Boosting in Machine Learning using XGBoost

XGboost is short for eXtreme Gradient Boosting package. Before diving deep into XGBoost, let us first understand Gradient Boosting and just Boosting.

Boosting is a machine learning ensemble meta-algorithm for primarily reducing bias and variance in supervised learning and a family of machine learning algorithms that convert weak learners to strong ones. Algorithms that achieve hypothesis boosting quickly are called “boosting”.

Gradient Boosting is a machine learning technique for regression and classification problems, which produces a prediction model in the form of an ensemble of weak prediction models, typically decision trees.

XGBoost is an algorithm that has recently been dominating applied machine learning for structured or tabular data. XGBoost is an implementation of gradient boosted decision trees designed for speed and performance, XGBoosting is a type of software library.

Understand XGBoost simple way:

The use of machine learning continues to grow in industry. Hence, the need to understand and explain what machine learning models do seems to be a growing trend. For machine learning classification problems that are not of the deep learning type, XGBoost is the most popular. XGBoost can be particularly useful in a commercial setting because of its ability to scale up well to large datasets and support of many languages. For example, it is very easy to train models in Python and deploy them in a Java production environment.

This algorithm goes by lots of different names such as gradient boosting, multiple additive regression trees, stochastic gradient boosting or gradient boosting machines.

Boosting is an ensemble technique where new models are added to correct the errors made by existing models. Models are added sequentially until no further improvements can be made. A popular example is the AdaBoost algorithm that weighs data points that are hard to predict.

Gradient Boosting is an approach where new models are created that predict the residuals or errors of prior models and then added together to make the final prediction. It is called gradient boosting because it uses a gradient descent algorithm to minimize the loss when adding new models.

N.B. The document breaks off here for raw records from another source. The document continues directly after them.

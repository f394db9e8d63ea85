use clap::{Args, Parser, Subcommand};
use std::path::PathBuf;

#[derive(Debug, Parser)]
#[command(name = "analyst-kit")]
#[command(about = "Project scaffolding and data-cleaning helpers for reporting analysts", version)]
pub struct Cli {
    /// Path to a TOML configuration file (defaults to ./analyst-kit.toml when present)
    #[arg(long, global = true)]
    pub config: Option<PathBuf>,

    /// Enable verbose output
    #[arg(short, long, global = true)]
    pub verbose: bool,

    #[command(subcommand)]
    pub command: Command,
}

#[derive(Debug, Subcommand)]
pub enum Command {
    /// Scaffold a new analysis project folder for a commitment
    New(NewArgs),
    /// Print the folder date for a reporting period
    Period(PeriodArgs),
    /// Print the data and output folders for a reporting period
    Paths(PathsArgs),
    /// Normalise a date column to YYYY-MM-DD
    ParseDates(ParseDatesArgs),
    /// Compute length of stay from admission and discharge columns
    Los(LosArgs),
    /// Tag rows with fiscal year and quarter
    FiscalYear(FiscalYearArgs),
    /// Convert column names to snake_case
    CleanNames(TableIo),
    /// Find files whose names contain the given keywords
    Find(FindArgs),
    /// Export one or more CSV files to a workbook
    Export(ExportArgs),
    /// Run a TOML recipe: read, transform, write
    Run(RunArgs),
}

#[derive(Debug, Args)]
pub struct NewArgs {
    /// Commitment identifier, e.g. 1.3.a
    pub commitment: String,

    /// Short project title
    pub title: String,

    /// Parent folder for the project (defaults to paths.projects_root)
    #[arg(long)]
    pub root: Option<PathBuf>,

    /// Folder date for the period subfolders (defaults to the reporting period)
    #[arg(long)]
    pub period: Option<String>,

    /// Fill in missing pieces of an existing project without overwriting files
    #[arg(long)]
    pub force: bool,

    /// Show what would be created without touching the filesystem
    #[arg(long)]
    pub dry_run: bool,
}

#[derive(Debug, Args)]
pub struct PeriodArgs {
    /// Reference date (any supported date shape; defaults to today)
    #[arg(long)]
    pub date: Option<String>,

    /// monthly, quarterly or annual (overrides periods.cadence)
    #[arg(long)]
    pub cadence: Option<String>,

    /// Periods to step back (overrides periods.lag)
    #[arg(long)]
    pub lag: Option<u32>,

    /// Also print the first and last day of the period
    #[arg(long)]
    pub range: bool,
}

#[derive(Debug, Args)]
pub struct PathsArgs {
    /// Folder date (defaults to the reporting period)
    #[arg(long)]
    pub period: Option<String>,
}

#[derive(Debug, Args)]
pub struct TableIo {
    /// Input CSV file
    pub input: PathBuf,

    /// Output file (.csv or .xlsx); CSV on stdout when omitted
    #[arg(short, long)]
    pub output: Option<PathBuf>,

    /// Replace the output file if it exists
    #[arg(long)]
    pub overwrite: bool,
}

#[derive(Debug, Args)]
pub struct ParseDatesArgs {
    #[command(flatten)]
    pub io: TableIo,

    /// Column holding the dates
    #[arg(long)]
    pub column: String,

    /// Write parsed dates to this column instead of replacing the source
    #[arg(long)]
    pub into: Option<String>,

    /// Read ambiguous values such as 03/04/2025 as day-first
    #[arg(long)]
    pub day_first: bool,
}

#[derive(Debug, Args)]
pub struct LosArgs {
    #[command(flatten)]
    pub io: TableIo,

    /// Admission date column
    #[arg(long)]
    pub admit: String,

    /// Discharge / release date column
    #[arg(long)]
    pub discharge: String,

    /// Name of the computed column
    #[arg(long, default_value = "los_days")]
    pub output_column: String,

    /// Measure open stays to this date (any date shape, period_end or today)
    #[arg(long)]
    pub as_of: Option<String>,

    /// Folder date whose end `--as-of period_end` refers to (defaults to the reporting period)
    #[arg(long)]
    pub period: Option<String>,

    /// Count both admission and discharge days
    #[arg(long)]
    pub inclusive: bool,

    /// Band upper bounds, e.g. 7,30,90,180,365
    #[arg(long, value_delimiter = ',')]
    pub bands: Vec<i64>,
}

#[derive(Debug, Args)]
pub struct FiscalYearArgs {
    #[command(flatten)]
    pub io: TableIo,

    /// Date column to tag
    #[arg(long)]
    pub column: String,

    /// First month of the fiscal year (overrides fiscal.start_month)
    #[arg(long)]
    pub start_month: Option<u32>,

    /// Skip the fiscal_quarter column
    #[arg(long)]
    pub no_quarter: bool,
}

#[derive(Debug, Args)]
pub struct FindArgs {
    /// Keywords that must appear in the file name
    #[arg(required = true)]
    pub keywords: Vec<String>,

    /// Directory to search (defaults to paths.data_root)
    #[arg(long)]
    pub root: Option<PathBuf>,

    /// Match any keyword instead of all
    #[arg(long)]
    pub any: bool,

    /// Restrict to these extensions, e.g. csv,xlsx
    #[arg(long, value_delimiter = ',')]
    pub ext: Vec<String>,

    /// Maximum directory depth to search
    #[arg(long)]
    pub max_depth: Option<usize>,

    /// Include hidden files and folders
    #[arg(long)]
    pub hidden: bool,

    /// Print only the most recently modified match
    #[arg(long)]
    pub latest: bool,

    /// Print matches as JSON
    #[arg(long)]
    pub json: bool,
}

#[derive(Debug, Args)]
pub struct ExportArgs {
    /// CSV files, one sheet each
    #[arg(required = true)]
    pub inputs: Vec<PathBuf>,

    /// Output workbook path
    #[arg(short, long, conflicts_with = "stem")]
    pub output: Option<PathBuf>,

    /// File stem; writes <output_root>/<period>/<stem>_<period>.xlsx
    #[arg(long)]
    pub stem: Option<String>,

    /// Folder date used with --stem (defaults to the reporting period)
    #[arg(long)]
    pub period: Option<String>,

    /// Sheet names in input order (defaults to the input file stems)
    #[arg(long, value_delimiter = ',')]
    pub sheets: Vec<String>,

    /// Replace the workbook if it exists
    #[arg(long)]
    pub overwrite: bool,
}

#[derive(Debug, Args)]
pub struct RunArgs {
    /// Recipe TOML file
    pub recipe: PathBuf,

    /// Directory recipe paths are relative to
    #[arg(long, default_value = ".")]
    pub base_dir: PathBuf,

    /// Folder date (overrides the recipe and the reporting period)
    #[arg(long)]
    pub period: Option<String>,

    /// Show the resolved input, steps and outputs without running
    #[arg(long)]
    pub dry_run: bool,
}
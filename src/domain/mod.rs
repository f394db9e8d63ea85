// Domain layer: the table model and the ports the engine is written against.

pub mod model;
pub mod ports;
// Application layer: wires CLI arguments and configuration to the core helpers.

#[cfg(feature = "cli")]
pub mod commands;
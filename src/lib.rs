pub mod adapters;
pub mod app;
pub mod config;
pub mod core;
pub mod domain;
pub mod utils;

#[cfg(feature = "cli")]
pub use config::cli::Cli;

pub use crate::core::dates::{DateParser, DayOrder};
pub use crate::core::engine::RecipeEngine;
pub use crate::core::period::{Cadence, Period};
pub use adapters::storage::LocalStorage;
pub use config::{AnalystConfig, RecipeConfig, RecipeContext, WorkspacePaths};
pub use domain::model::Table;
pub use utils::error::{KitError, Result};
use thiserror::Error;

#[derive(Error, Debug)]
pub enum KitError {
    #[error("Zip operation failed: {0}")]
    ZipError(#[from] zip::result::ZipError),

    #[error("CSV processing error: {0}")]
    CsvError(#[from] csv::Error),

    #[error("IO error: {0}")]
    IoError(#[from] std::io::Error),

    #[error("Serialization error: {0}")]
    SerializationError(#[from] serde_json::Error),

    #[error("Configuration error: {message}")]
    ConfigError { message: String },

    #[error("Configuration validation failed for '{field}': {message}")]
    ConfigValidationError { field: String, message: String },

    #[error("Invalid value '{value}' for '{field}': {reason}")]
    InvalidConfigValueError {
        field: String,
        value: String,
        reason: String,
    },

    #[error("Data processing error: {message}")]
    ProcessingError { message: String },

    #[error("Column '{column}' not found (available: {})", available.join(", "))]
    ColumnNotFound {
        column: String,
        available: Vec<String>,
    },

    #[error("Unrecognised date value: '{value}'")]
    DateParseError { value: String },

    #[error("Invalid period token '{value}': {reason}")]
    InvalidPeriod { value: String, reason: String },

    #[error("Invalid commitment identifier '{value}'")]
    InvalidCommitment { value: String },

    #[error("Project folder already exists: {path}")]
    ProjectExists { path: String },

    #[error("Output file already exists: {path}")]
    OutputExists { path: String },

    #[error("No file under '{root}' matches keywords [{}]", keywords.join(", "))]
    FileNotFound { root: String, keywords: Vec<String> },
}

#[derive(Debug, Clone, Copy, PartialEq, Eq)]
pub enum ErrorCategory {
    Configuration,
    Input,
    Data,
    Filesystem,
}

#[derive(Debug, Clone, Copy, PartialEq, Eq, PartialOrd, Ord)]
pub enum ErrorSeverity {
    Low,
    Medium,
    High,
    Critical,
}

impl KitError {
    pub fn category(&self) -> ErrorCategory {
        match self {
            KitError::ConfigError { .. }
            | KitError::ConfigValidationError { .. }
            | KitError::InvalidConfigValueError { .. } => ErrorCategory::Configuration,
            KitError::InvalidPeriod { .. }
            | KitError::InvalidCommitment { .. }
            | KitError::ColumnNotFound { .. } => ErrorCategory::Input,
            KitError::CsvError(_)
            | KitError::SerializationError(_)
            | KitError::ProcessingError { .. }
            | KitError::DateParseError { .. } => ErrorCategory::Data,
            KitError::ZipError(_)
            | KitError::IoError(_)
            | KitError::ProjectExists { .. }
            | KitError::OutputExists { .. }
            | KitError::FileNotFound { .. } => ErrorCategory::Filesystem,
        }
    }

    pub fn severity(&self) -> ErrorSeverity {
        match self {
            // Re-running with --force / --overwrite resolves these.
            KitError::ProjectExists { .. } | KitError::OutputExists { .. } => {
                ErrorSeverity::Medium
            }
            KitError::FileNotFound { .. } => ErrorSeverity::Medium,
            KitError::IoError(_) | KitError::ZipError(_) => ErrorSeverity::Critical,
            _ => ErrorSeverity::High,
        }
    }

    pub fn recovery_suggestion(&self) -> String {
        match self {
            KitError::ConfigError { .. }
            | KitError::ConfigValidationError { .. }
            | KitError::InvalidConfigValueError { .. } => {
                "Check analyst-kit.toml (or the file passed with --config)".to_string()
            }
            KitError::ColumnNotFound { available, .. } => {
                format!("Use one of the available columns: {}", available.join(", "))
            }
            KitError::DateParseError { .. } => {
                concat!(
                    "Supported shapes: 2025-01-15, 01/15/2025, 15-Jan-2025, ",
                    "January 15 2025, 20250115, Excel serials"
                )
                .to_string()
            }
            KitError::InvalidPeriod { .. } => {
                "Use a folder date such as 2025_Q1, 2025_01 or 2025".to_string()
            }
            KitError::InvalidCommitment { .. } => {
                "Commitments look like 1.3 or 1.3.a".to_string()
            }
            KitError::ProjectExists { .. } => {
                "Pass --force to fill in missing folders without touching existing files"
                    .to_string()
            }
            KitError::OutputExists { .. } => {
                "Pass --overwrite or choose another output path".to_string()
            }
            KitError::FileNotFound { .. } => {
                "Loosen the keywords, use --any, or check the search root".to_string()
            }
            KitError::CsvError(_) => {
                "Make sure the input is a CSV file with a header row".to_string()
            }
            KitError::IoError(_) | KitError::ZipError(_) => {
                "Check that the path exists and you have permission to read/write it".to_string()
            }
            KitError::SerializationError(_) | KitError::ProcessingError { .. } => {
                "Re-run with --verbose for details".to_string()
            }
        }
    }

    pub fn user_friendly_message(&self) -> String {
        match self.category() {
            ErrorCategory::Configuration => format!("Configuration problem: {}", self),
            ErrorCategory::Input => format!("Invalid input: {}", self),
            ErrorCategory::Data => format!("Could not process data: {}", self),
            ErrorCategory::Filesystem => format!("File problem: {}", self),
        }
    }

    pub fn config_validation(field: &str, message: impl Into<String>) -> Self {
        KitError::ConfigValidationError {
            field: field.to_string(),
            message: message.into(),
        }
    }

    pub fn processing(message: impl Into<String>) -> Self {
        KitError::ProcessingError {
            message: message.into(),
        }
    }
}

pub type Result<T> = std::result::Result<T, KitError>;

Advantages that XGBoost provides:

Regularization:

  • Standard GBM implementation has no regularization like XGBoost, therefore it also helps to reduce overfitting.
  • In fact, XGBoost is also known as ‘regularized boosting’ technique.

Parallel Processing:

  • XGBoost implements parallel processing and are blazingly faster as compared to GBM.
  • We know that boosting is sequential process. As each tree can be built only after the previous one, so nothing stops from making a tree using all cores.
  • It also supports implementation on Hadoop.

High Flexibility

  • XGBoost allow users to define custom optimization objectives and evaluation criteria.

Handling Missing Values

  • It has an in-built routine to handle missing values.
  • User is required to supply a different value than other observations and pass that as a parameter.
  • This tries different things as it encounters a missing value on each node and learns which path to take for missing values in future.

Tree Pruning

  • A GBM would stop splitting a node when it encounters a negative loss in the split. Thus it is more of a greedy algorithm.
  • XGBoost on the other hand can make splits up to the maximum depth specified and then start pruning the tree backwards and remove splits beyond which there is no positive gain.

Built-in Cross-Validation

  • XGBoost allows user to run a cross-validation at each iteration of the boosting process and thus it is easy to get the exact optimum number of boosting iterations in a single run.
  • This is unlike GBM where we have to run a grid-search and only limited values can be tested.

Continue on Existing Model

  • User can start training an XGBoost model from its last iteration of previous run. This can be of significant advantage in certain specific applications.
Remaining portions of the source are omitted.